The same workflow, but cleaner with wallecpms:

from wallecpms import HeadlessCPMS
with HeadlessCPMS(BASE_URL, api_key=API_KEY) as cpms:
assert cpms.system.health()["status"] == "ok"
for station in cpms.stations.list_compact():
print(station["station_id"])
cpms.configuration.get(station_id="WALLBOX_001", keys=["HeartbeatInterval"])
result = cpms.transactions.start("WALLBOX_001", connector_id=1, id_tag="RFID_DEMO")
txn_id = result["transactionId"]
# ...later
cpms.transactions.stop_connector("WALLBOX_001", connector_id=1)

A real onboarding flow does more than this script:

  • Webhooks instead of polling.
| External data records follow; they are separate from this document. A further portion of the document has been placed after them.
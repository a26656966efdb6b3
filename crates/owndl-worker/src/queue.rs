//! Single-flight request queue
//!
//! One background task owns the resolver and processes links strictly in
//! arrival order, so at most one resolver call is outstanding at any time.
//! Each request waits a politeness delay first and is retried with a linear
//! backoff.

use crate::resolver::{ResolveError, Resolver};
use owndl_core::protocol::MediaItem;
use std::sync::Arc;
use std::time::Duration;
use tokio::sync::{mpsc, oneshot};
use tokio_retry::Retry;
use tracing::{debug, info, warn};

/// Terminal outcome of one queued request.
pub type ResolveResult = Result<Vec<MediaItem>, ResolveError>;

/// Queue timing.
#[derive(Debug, Clone, Copy, PartialEq, Eq)]
pub struct QueueSettings {
    /// Delay before the first resolver call of every request.
    pub request_delay: Duration,
    /// Retries after the first failure.
    pub max_retries: usize,
    /// Base retry delay, multiplied by the attempt number.
    pub retry_delay: Duration,
}

impl Default for QueueSettings {
    fn default() -> Self {
        Self {
            request_delay: Duration::from_secs(1),
            max_retries: 3,
            retry_delay: Duration::from_secs(2),
        }
    }
}

/// Retry delays `base × 1, base × 2, …, base × retries`.
pub fn linear_backoff(base: Duration, retries: usize) -> impl Iterator<Item = Duration> {
    (1..=retries).map(move |attempt| base.saturating_mul(u32::try_from(attempt).unwrap_or(u32::MAX)))
}

struct Job {
    url: String,
    reply: oneshot::Sender<ResolveResult>,
}

/// Handle to the request queue; cheap to clone.
#[derive(Clone)]
pub struct RequestQueue {
    jobs: mpsc::UnboundedSender<Job>,
}

impl RequestQueue {
    /// Starts the queue task.
    ///
    /// The task ends once every handle is dropped and the backlog is drained.
    #[must_use]
    pub fn spawn(resolver: Arc<dyn Resolver>, settings: QueueSettings) -> Self {
        let (jobs, rx) = mpsc::unbounded_channel();
        tokio::spawn(run(resolver, settings, rx));
        Self { jobs }
    }

    /// Queues `url` and returns a receiver for its single terminal outcome.
    #[must_use]
    pub fn enqueue(&self, url: String) -> oneshot::Receiver<ResolveResult> {
        let (reply, rx) = oneshot::channel();
        if let Err(e) = self.jobs.send(Job { url, reply }) {
            // The reply sender is dropped with the job, so the receiver reports closure
            warn!(url = %e.0.url, "Request queue is closed");
        }
        rx
    }

    /// Queues `url` and waits for its outcome.
    ///
    /// # Errors
    ///
    /// Returns the terminal `ResolveError`, or `ResolveError::QueueClosed` if
    /// the queue stopped first.
    pub async fn submit(&self, url: String) -> ResolveResult {
        self.enqueue(url)
            .await
            .unwrap_or(Err(ResolveError::QueueClosed))
    }
}

async fn run(
    resolver: Arc<dyn Resolver>,
    settings: QueueSettings,
    mut jobs: mpsc::UnboundedReceiver<Job>,
) {
    while let Some(job) = jobs.recv().await {
        let result = process(resolver.as_ref(), &settings, &job.url).await;
        if job.reply.send(result).is_err() {
            debug!(url = %job.url, "Requester went away before the result");
        }
    }
    debug!("Request queue stopped");
}

async fn process(resolver: &dyn Resolver, settings: &QueueSettings, url: &str) -> ResolveResult {
    tokio::time::sleep(settings.request_delay).await;

    let max_attempts = settings.max_retries + 1;
    let mut attempt = 0;
    let action = || {
        attempt += 1;
        let current = attempt;
        async move {
            resolver.resolve(url).await.map_err(|e| {
                warn!(url, attempt = current, max_attempts, error = %e, "Resolver call failed");
                e
            })
        }
    };

    let strategy = linear_backoff(settings.retry_delay, settings.max_retries);
    let result = Retry::spawn(strategy, action).await;
    match &result {
        Ok(items) => info!(url, items = items.len(), "Link resolved"),
        Err(e) => warn!(url, error = %e, "Giving up on link"),
    }
    result
}

#[cfg(test)]
mod tests {
    use super::*;
    use crate::resolver::MockResolver;
    use async_trait::async_trait;
    use mockall::Sequence;
    use owndl_core::protocol::MediaSource;
    use std::sync::atomic::{AtomicUsize, Ordering};

    fn fast_settings(max_retries: usize) -> QueueSettings {
        QueueSettings {
            request_delay: Duration::from_millis(1),
            max_retries,
            retry_delay: Duration::from_millis(1),
        }
    }

    fn video(url: &str) -> Vec<MediaItem> {
        vec![MediaItem::Video(MediaSource::Remote(url.to_string()))]
    }

    #[test]
    fn test_linear_backoff() {
        let delays: Vec<Duration> = linear_backoff(Duration::from_secs(2), 3).collect();
        assert_eq!(
            delays,
            vec![
                Duration::from_secs(2),
                Duration::from_secs(4),
                Duration::from_secs(6)
            ]
        );
        assert_eq!(linear_backoff(Duration::from_secs(2), 0).count(), 0);
    }

    #[tokio::test]
    async fn test_retry_after_one_failure_yields_single_success() {
        let mut resolver = MockResolver::new();
        let mut seq = Sequence::new();
        resolver
            .expect_resolve()
            .times(1)
            .in_sequence(&mut seq)
            .returning(|_| Err(ResolveError::Status(502)));
        resolver
            .expect_resolve()
            .times(1)
            .in_sequence(&mut seq)
            .returning(|_| Ok(video("https://v/ok.mp4")));

        let queue = RequestQueue::spawn(Arc::new(resolver), fast_settings(3));
        let mut rx = queue.enqueue("https://vt.tiktok.com/a/".to_string());

        let result = (&mut rx).await;
        assert!(matches!(result, Ok(Ok(ref items)) if items == &video("https://v/ok.mp4")));
        // Exactly one terminal outcome: the channel is consumed
        assert!(rx.try_recv().is_err());
    }

    #[tokio::test]
    async fn test_retry_budget_exhausted() {
        let mut resolver = MockResolver::new();
        resolver
            .expect_resolve()
            .times(3)
            .returning(|_| Err(ResolveError::NoMedia));

        let queue = RequestQueue::spawn(Arc::new(resolver), fast_settings(2));
        let result = queue.submit("https://youtu.be/x".to_string()).await;
        assert!(matches!(result, Err(ResolveError::NoMedia)));
    }

    struct SlowResolver {
        active: AtomicUsize,
        peak: AtomicUsize,
        order: std::sync::Mutex<Vec<String>>,
    }

    #[async_trait]
    impl Resolver for SlowResolver {
        async fn resolve(&self, url: &str) -> Result<Vec<MediaItem>, ResolveError> {
            let now = self.active.fetch_add(1, Ordering::SeqCst) + 1;
            self.peak.fetch_max(now, Ordering::SeqCst);
            if let Ok(mut order) = self.order.lock() {
                order.push(url.to_string());
            }
            tokio::time::sleep(Duration::from_millis(5)).await;
            self.active.fetch_sub(1, Ordering::SeqCst);
            Ok(video(url))
        }
    }

    #[tokio::test]
    async fn test_fifo_single_flight() {
        let resolver = Arc::new(SlowResolver {
            active: AtomicUsize::new(0),
            peak: AtomicUsize::new(0),
            order: std::sync::Mutex::new(Vec::new()),
        });
        let queue = RequestQueue::spawn(resolver.clone(), fast_settings(0));

        let receivers: Vec<_> = (0..5)
            .map(|i| queue.enqueue(format!("https://link/{i}")))
            .collect();
        for (i, rx) in receivers.into_iter().enumerate() {
            let result = rx.await;
            assert!(matches!(result, Ok(Ok(ref items)) if items == &video(&format!("https://link/{i}"))));
        }

        assert_eq!(resolver.peak.load(Ordering::SeqCst), 1);
        let order = resolver.order.lock().map(|o| o.clone()).unwrap_or_default();
        let expected: Vec<String> = (0..5).map(|i| format!("https://link/{i}")).collect();
        assert_eq!(order, expected);
    }
}
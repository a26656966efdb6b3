use dotenvy::dotenv;
use owndl_worker::config::WorkerSettings;
use owndl_worker::connection::WorkerConnection;
use owndl_worker::queue::RequestQueue;
use owndl_worker::resolver::HttpResolver;
use std::sync::Arc;
use tokio_util::sync::CancellationToken;
use tracing::{error, info};
use tracing_subscriber::{prelude::*, EnvFilter};

#[tokio::main]
async fn main() {
    // Load .env file
    dotenv().ok();

    init_logging();

    let settings = init_settings();
    let platform = settings.platform_tag();
    info!(platform = %platform, "Starting OwnDownloader worker...");

    let resolver = match HttpResolver::new(&settings.resolver_url) {
        Ok(resolver) => Arc::new(resolver),
        Err(e) => {
            error!("Failed to build resolver client: {}", e);
            std::process::exit(1);
        }
    };
    let queue = RequestQueue::spawn(resolver, settings.queue_settings());
    let connection = WorkerConnection::new(
        settings.websocket_url(),
        platform,
        queue,
        settings.reconnect_delay(),
    );

    let shutdown = CancellationToken::new();
    let signal = shutdown.clone();
    tokio::spawn(async move {
        if tokio::signal::ctrl_c().await.is_ok() {
            info!("Disconnecting from relay");
            signal.cancel();
        }
    });

    connection.run(shutdown).await;
}

fn init_logging() {
    let debug_mode = std::env::var("DEBUG_MODE")
        .map(|v| v == "true" || v == "1")
        .unwrap_or(false);

    let filter = if debug_mode {
        EnvFilter::try_from_default_env().unwrap_or_else(|_| EnvFilter::new("debug"))
    } else {
        EnvFilter::try_from_default_env().unwrap_or_else(|_| {
            EnvFilter::new(
                "owndl_worker=info,owndl_core=info,hyper=warn,reqwest=warn,tungstenite=warn,tokio_tungstenite=warn",
            )
        })
    };

    tracing_subscriber::registry()
        .with(filter)
        .with(tracing_subscriber::fmt::layer().with_writer(std::io::stderr))
        .init();
}

fn init_settings() -> WorkerSettings {
    match WorkerSettings::new() {
        Ok(settings) => {
            info!("Configuration loaded successfully.");
            settings
        }
        Err(e) => {
            error!("Failed to load worker configuration: {}", e);
            std::process::exit(1);
        }
    }
}
#![deny(missing_docs)]
//! OwnDownloader relay core.
//!
//! Worker registry, link dispatch, reply decoding and media assembly shared by
//! the chat transports. Nothing in here knows about a concrete chat platform:
//! delivery and user preferences are reached through the [`delivery::ChatDelivery`]
//! and [`preferences::PreferenceStore`] traits.

/// Media batching, caption composition and local file cleanup.
pub mod assembly;
/// Configuration management and delivery limits.
pub mod config;
/// Chat delivery interface.
pub mod delivery;
/// Link dispatch to registered workers.
pub mod dispatch;
/// Error types shared by the relay.
pub mod error;
/// Worker reply handling.
pub mod handler;
/// Periodic stale file sweep.
pub mod janitor;
/// Platform link extraction.
pub mod links;
/// Per-chat signature preference storage.
pub mod preferences;
/// Relay/worker wire protocol.
pub mod protocol;
/// Registry of connected workers.
pub mod registry;
/// WebSocket relay endpoint.
pub mod server;
/// Text splitting and file helpers.
pub mod utils;

#[cfg(test)]
pub mod testing;
//! Telegram transport settings.

use config::ConfigError;
use owndl_core::config::RelaySettings;
use serde::{Deserialize, Serialize};
use std::sync::Arc;
use std::time::Duration;

/// Host of the local Bot API server when `TGSERVER_HOST` is not set.
pub const DEFAULT_TGSERVER_HOST: &str = "localhost";
/// Port of the local Bot API server when `TGSERVER_PORT` is not set.
pub const DEFAULT_TGSERVER_PORT: u16 = 8081;
/// How long the local server `getMe` check may take.
pub const LOCAL_SERVER_TIMEOUT: Duration = Duration::from_secs(5);

/// Telegram transport settings loaded from environment variables.
#[derive(Debug, Deserialize, Serialize, Clone, Default)]
pub struct TelegramSettings {
    /// Telegram Bot API token.
    pub telegram_bot_token: String,
    /// Local Bot API server host.
    pub tgserver_host: Option<String>,
    /// Local Bot API server port.
    pub tgserver_port: Option<u16>,
}

impl TelegramSettings {
    /// Create new settings by loading from environment and files.
    ///
    /// # Errors
    ///
    /// Returns a `ConfigError` if loading fails.
    pub fn new() -> Result<Self, ConfigError> {
        owndl_core::config::build_config()?.try_deserialize()
    }

    /// Base URL of the local Bot API server to try first.
    #[must_use]
    pub fn local_api_url(&self) -> String {
        let host = self
            .tgserver_host
            .as_deref()
            .filter(|h| !h.trim().is_empty())
            .unwrap_or(DEFAULT_TGSERVER_HOST);
        let port = self.tgserver_port.unwrap_or(DEFAULT_TGSERVER_PORT);
        format!("http://{host}:{port}/")
    }
}

/// Combined settings used by the Telegram transport layer.
#[derive(Clone)]
pub struct BotSettings {
    /// Relay settings shared with the core.
    pub relay: Arc<RelaySettings>,
    /// Telegram-specific settings.
    pub telegram: Arc<TelegramSettings>,
}

impl BotSettings {
    /// Create a new combined settings bundle.
    #[must_use]
    pub fn new(relay: RelaySettings, telegram: TelegramSettings) -> Self {
        Self {
            relay: Arc::new(relay),
            telegram: Arc::new(telegram),
        }
    }
}
use thiserror::Error;

/// Errors that end a relay session.
#[derive(Debug, Error)]
pub enum WorkerError {
    /// Connecting, reading or writing the WebSocket failed.
    #[error("WebSocket error: {0}")]
    WebSocket(#[from] tokio_tungstenite::tungstenite::Error),
    /// A result message could not be serialized.
    #[error("Failed to encode result: {0}")]
    Encode(#[from] serde_json::Error),
}
use async_trait::async_trait;
use futures_util::{SinkExt, StreamExt};
use owndl_core::assembly::MediaAssembler;
use owndl_core::config::DeliveryLimits;
use owndl_core::delivery::{ChatAction, ChatDelivery, DeliveryError, OutboundMedia};
use owndl_core::dispatch::{DispatchOutcome, DispatchRouter};
use owndl_core::handler::ResponseHandler;
use owndl_core::links::extract_links;
use owndl_core::preferences::JsonPreferenceStore;
use owndl_core::registry::{ChatContext, ConnectionRegistry};
use owndl_core::server::RelayServer;
use std::net::SocketAddr;
use std::sync::{Arc, Mutex};
use std::time::Duration;
use tokio_tungstenite::connect_async;
use tokio_tungstenite::tungstenite::protocol::frame::coding::CloseCode;
use tokio_tungstenite::tungstenite::Message;
use tokio_util::sync::CancellationToken;

#[derive(Default)]
struct Recorder {
    texts: Mutex<Vec<(i64, String)>>,
    groups: Mutex<Vec<(i64, Vec<OutboundMedia>)>>,
}

impl Recorder {
    fn texts(&self) -> Vec<(i64, String)> {
        self.texts.lock().map(|t| t.clone()).unwrap_or_default()
    }

    fn groups(&self) -> Vec<(i64, Vec<OutboundMedia>)> {
        self.groups.lock().map(|g| g.clone()).unwrap_or_default()
    }
}

#[async_trait]
impl ChatDelivery for Recorder {
    async fn send_text(&self, chat_id: i64, text: &str) -> Result<(), DeliveryError> {
        if let Ok(mut texts) = self.texts.lock() {
            texts.push((chat_id, text.to_string()));
        }
        Ok(())
    }

    async fn send_media_group(
        &self,
        chat_id: i64,
        media: Vec<OutboundMedia>,
    ) -> Result<usize, DeliveryError> {
        let count = media.len();
        if let Ok(mut groups) = self.groups.lock() {
            groups.push((chat_id, media));
        }
        Ok(count)
    }

    async fn send_chat_action(&self, _chat_id: i64, _action: ChatAction) -> Result<(), DeliveryError> {
        Ok(())
    }
}

struct Relay {
    addr: SocketAddr,
    registry: Arc<ConnectionRegistry>,
    delivery: Arc<Recorder>,
    shutdown: CancellationToken,
    _settings_dir: tempfile::TempDir,
}

async fn start_relay() -> Relay {
    let _ = tracing_subscriber::fmt()
        .with_env_filter(tracing_subscriber::EnvFilter::from_default_env())
        .with_test_writer()
        .try_init();

    let settings_dir = tempfile::tempdir().expect("tempdir");
    let registry = Arc::new(ConnectionRegistry::new());
    let delivery = Arc::new(Recorder::default());
    let preferences = Arc::new(JsonPreferenceStore::new(
        settings_dir.path().join("settings.json"),
    ));
    let assembler = Arc::new(MediaAssembler::new(
        delivery.clone(),
        preferences,
        DeliveryLimits::default(),
        false,
    ));
    let handler = Arc::new(ResponseHandler::new(
        Arc::clone(&registry),
        assembler,
        delivery.clone(),
    ));

    let server = RelayServer::bind("127.0.0.1:0".parse().expect("addr"), Arc::clone(&registry), handler)
        .await
        .expect("bind");
    let addr = server.local_addr().expect("local addr");
    let shutdown = CancellationToken::new();
    tokio::spawn(server.run(shutdown.clone()));

    Relay {
        addr,
        registry,
        delivery,
        shutdown,
        _settings_dir: settings_dir,
    }
}

async fn wait_until<F, Fut>(mut condition: F)
where
    F: FnMut() -> Fut,
    Fut: std::future::Future<Output = bool>,
{
    for _ in 0..200 {
        if condition().await {
            return;
        }
        tokio::time::sleep(Duration::from_millis(10)).await;
    }
    panic!("condition not reached in time");
}

#[tokio::test]
async fn worker_roundtrip_delivers_media_to_chat() {
    let relay = start_relay().await;
    let (mut worker, _) = connect_async(format!("ws://{}", relay.addr))
        .await
        .expect("connect");
    worker
        .send(Message::Text("platform:TikTok".into()))
        .await
        .expect("register");

    let registry = Arc::clone(&relay.registry);
    wait_until(|| {
        let registry = Arc::clone(&registry);
        async move { registry.lookup("tiktok").await.is_some() }
    })
    .await;

    let router = DispatchRouter::new(Arc::clone(&relay.registry));
    let links = extract_links("check https://vt.tiktok.com/ZSabc/ please");
    let context = ChatContext {
        chat_id: 42,
        sender: "alice".to_string(),
        message_id: 7,
    };
    let outcome = router.dispatch(&links[0], context).await.expect("dispatch");
    assert!(matches!(outcome, DispatchOutcome::Sent(_)));

    let frame = worker.next().await.expect("frame").expect("message");
    assert_eq!(frame, Message::Text("https://vt.tiktok.com/ZSabc/".into()));

    // A malformed reply is dropped without closing the connection
    worker
        .send(Message::Text("{oops".into()))
        .await
        .expect("malformed reply");
    worker
        .send(Message::Text(
            r#"{"media":[{"type":"video","url":"https://cdn/v.mp4"}]}"#.into(),
        ))
        .await
        .expect("reply");

    let delivery = Arc::clone(&relay.delivery);
    wait_until(|| {
        let delivery = Arc::clone(&delivery);
        async move { !delivery.groups().is_empty() }
    })
    .await;

    let groups = relay.delivery.groups();
    assert_eq!(groups.len(), 1);
    assert!(relay.delivery.texts().is_empty());
    assert!(relay.registry.lookup("tiktok").await.is_some());
    assert_eq!(groups[0].0, 42);
    assert_eq!(groups[0].1[0].caption.as_deref(), Some("Sent by alice"));

    worker
        .send(Message::Text(r#"{"error":"boom"}"#.into()))
        .await
        .expect("error reply");
    let delivery = Arc::clone(&relay.delivery);
    wait_until(|| {
        let delivery = Arc::clone(&delivery);
        async move { !delivery.texts().is_empty() }
    })
    .await;
    assert_eq!(relay.delivery.texts(), vec![(42, "boom".to_string())]);

    worker.close(None).await.expect("close");
    let registry = Arc::clone(&relay.registry);
    wait_until(|| {
        let registry = Arc::clone(&registry);
        async move { registry.is_empty().await }
    })
    .await;

    relay.shutdown.cancel();
}

#[tokio::test]
async fn invalid_registration_is_closed_with_policy_violation() {
    let relay = start_relay().await;
    let (mut worker, _) = connect_async(format!("ws://{}", relay.addr))
        .await
        .expect("connect");
    worker
        .send(Message::Text("hello relay".into()))
        .await
        .expect("send");

    let frame = worker.next().await.expect("frame").expect("message");
    let Message::Close(Some(close)) = frame else {
        panic!("expected close frame, got {frame:?}");
    };
    assert_eq!(close.code, CloseCode::Policy);
    assert_eq!(close.reason.as_str(), "Invalid registration");
    assert!(relay.registry.is_empty().await);

    relay.shutdown.cancel();
}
Subscribe to StartTransaction, StopTransaction, and StatusNotification so your billing system updates without polling. See Webhooks Overview.
  • Bulk operations. When onboarding 50+ stations at once, fan out the configuration writes in parallel. The gateway is concurrency-safe.
  • Pre-flight validation. Before accepting a station into production, verify firmware version, supported OCPP version, and a successful BootNotification round-trip.
  • Failure modes. Stations can be physically connected but mis-configured — handle Rejected responses and Faulted connector status gracefully.
  • Audit trail. Log every API call with the operator who triggered it. Pipelet’s gateway logs include the API key name, but you’ll want app-level audit too.